- THE TASK -
Filter the entries down to the lines holding "UdpSocket", then copy those lines.

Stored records
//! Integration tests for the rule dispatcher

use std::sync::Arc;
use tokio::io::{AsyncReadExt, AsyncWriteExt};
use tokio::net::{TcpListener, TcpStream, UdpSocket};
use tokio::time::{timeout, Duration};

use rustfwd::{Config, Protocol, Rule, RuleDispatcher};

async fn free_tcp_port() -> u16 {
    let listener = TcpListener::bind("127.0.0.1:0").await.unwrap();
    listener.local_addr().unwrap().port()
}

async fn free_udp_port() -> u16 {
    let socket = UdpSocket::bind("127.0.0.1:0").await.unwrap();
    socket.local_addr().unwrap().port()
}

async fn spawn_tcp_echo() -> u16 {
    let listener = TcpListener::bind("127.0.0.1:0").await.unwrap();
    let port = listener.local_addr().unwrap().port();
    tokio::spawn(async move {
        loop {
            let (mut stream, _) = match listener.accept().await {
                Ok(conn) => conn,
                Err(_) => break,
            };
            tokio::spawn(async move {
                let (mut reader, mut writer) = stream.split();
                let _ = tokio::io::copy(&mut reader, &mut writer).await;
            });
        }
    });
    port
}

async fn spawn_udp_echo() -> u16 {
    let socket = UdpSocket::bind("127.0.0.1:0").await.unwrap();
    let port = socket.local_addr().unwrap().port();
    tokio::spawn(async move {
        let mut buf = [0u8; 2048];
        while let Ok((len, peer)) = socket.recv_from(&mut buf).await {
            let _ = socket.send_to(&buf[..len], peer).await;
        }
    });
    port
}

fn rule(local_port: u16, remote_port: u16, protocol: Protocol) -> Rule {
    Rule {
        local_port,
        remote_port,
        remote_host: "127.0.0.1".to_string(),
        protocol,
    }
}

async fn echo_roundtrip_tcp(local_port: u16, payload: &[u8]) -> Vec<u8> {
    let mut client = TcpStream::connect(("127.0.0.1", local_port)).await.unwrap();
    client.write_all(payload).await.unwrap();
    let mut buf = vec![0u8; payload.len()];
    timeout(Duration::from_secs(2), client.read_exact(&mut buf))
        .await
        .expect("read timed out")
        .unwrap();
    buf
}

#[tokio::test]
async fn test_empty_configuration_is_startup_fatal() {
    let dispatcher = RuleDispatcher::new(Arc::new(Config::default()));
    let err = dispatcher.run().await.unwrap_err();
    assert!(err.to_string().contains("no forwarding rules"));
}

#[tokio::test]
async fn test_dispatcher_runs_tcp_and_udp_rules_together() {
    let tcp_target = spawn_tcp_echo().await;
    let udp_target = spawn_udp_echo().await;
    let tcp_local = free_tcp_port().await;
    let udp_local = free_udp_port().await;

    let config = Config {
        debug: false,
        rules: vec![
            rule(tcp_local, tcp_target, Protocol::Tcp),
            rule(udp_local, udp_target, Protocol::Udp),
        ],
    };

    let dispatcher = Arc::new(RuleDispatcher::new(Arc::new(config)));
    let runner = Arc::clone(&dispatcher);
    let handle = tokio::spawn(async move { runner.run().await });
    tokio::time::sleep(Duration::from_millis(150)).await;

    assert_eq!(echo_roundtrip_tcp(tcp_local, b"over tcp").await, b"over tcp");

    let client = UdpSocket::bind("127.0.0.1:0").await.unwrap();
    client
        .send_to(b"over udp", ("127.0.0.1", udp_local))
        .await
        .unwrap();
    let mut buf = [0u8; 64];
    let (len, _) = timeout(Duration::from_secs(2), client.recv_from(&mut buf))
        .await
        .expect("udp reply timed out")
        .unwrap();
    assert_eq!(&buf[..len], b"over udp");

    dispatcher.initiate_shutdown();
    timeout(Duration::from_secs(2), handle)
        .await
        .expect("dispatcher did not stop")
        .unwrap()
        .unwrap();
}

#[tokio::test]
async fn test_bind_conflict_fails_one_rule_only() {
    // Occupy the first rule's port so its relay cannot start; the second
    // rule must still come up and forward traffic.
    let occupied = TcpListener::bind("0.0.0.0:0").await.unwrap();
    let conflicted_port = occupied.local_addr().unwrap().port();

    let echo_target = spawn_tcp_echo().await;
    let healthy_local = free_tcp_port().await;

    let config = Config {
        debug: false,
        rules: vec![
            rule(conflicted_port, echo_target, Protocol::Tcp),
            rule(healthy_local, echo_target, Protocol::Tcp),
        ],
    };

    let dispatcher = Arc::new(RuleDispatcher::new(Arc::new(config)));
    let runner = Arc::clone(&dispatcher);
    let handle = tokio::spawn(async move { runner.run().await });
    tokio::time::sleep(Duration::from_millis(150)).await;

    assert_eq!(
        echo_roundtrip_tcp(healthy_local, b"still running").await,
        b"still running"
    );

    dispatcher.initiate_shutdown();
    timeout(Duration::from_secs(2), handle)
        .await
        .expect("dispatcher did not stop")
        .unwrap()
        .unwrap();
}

--

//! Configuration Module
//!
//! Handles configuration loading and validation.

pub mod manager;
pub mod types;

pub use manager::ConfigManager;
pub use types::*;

- RESPONSE TO THE EXERCISE -
use tokio::net::{TcpListener, TcpStream, UdpSocket};
    let socket = UdpSocket::bind("127.0.0.1:0").await.unwrap();
    let socket = UdpSocket::bind("127.0.0.1:0").await.unwrap();
    let client = UdpSocket::bind("127.0.0.1:0").await.unwrap();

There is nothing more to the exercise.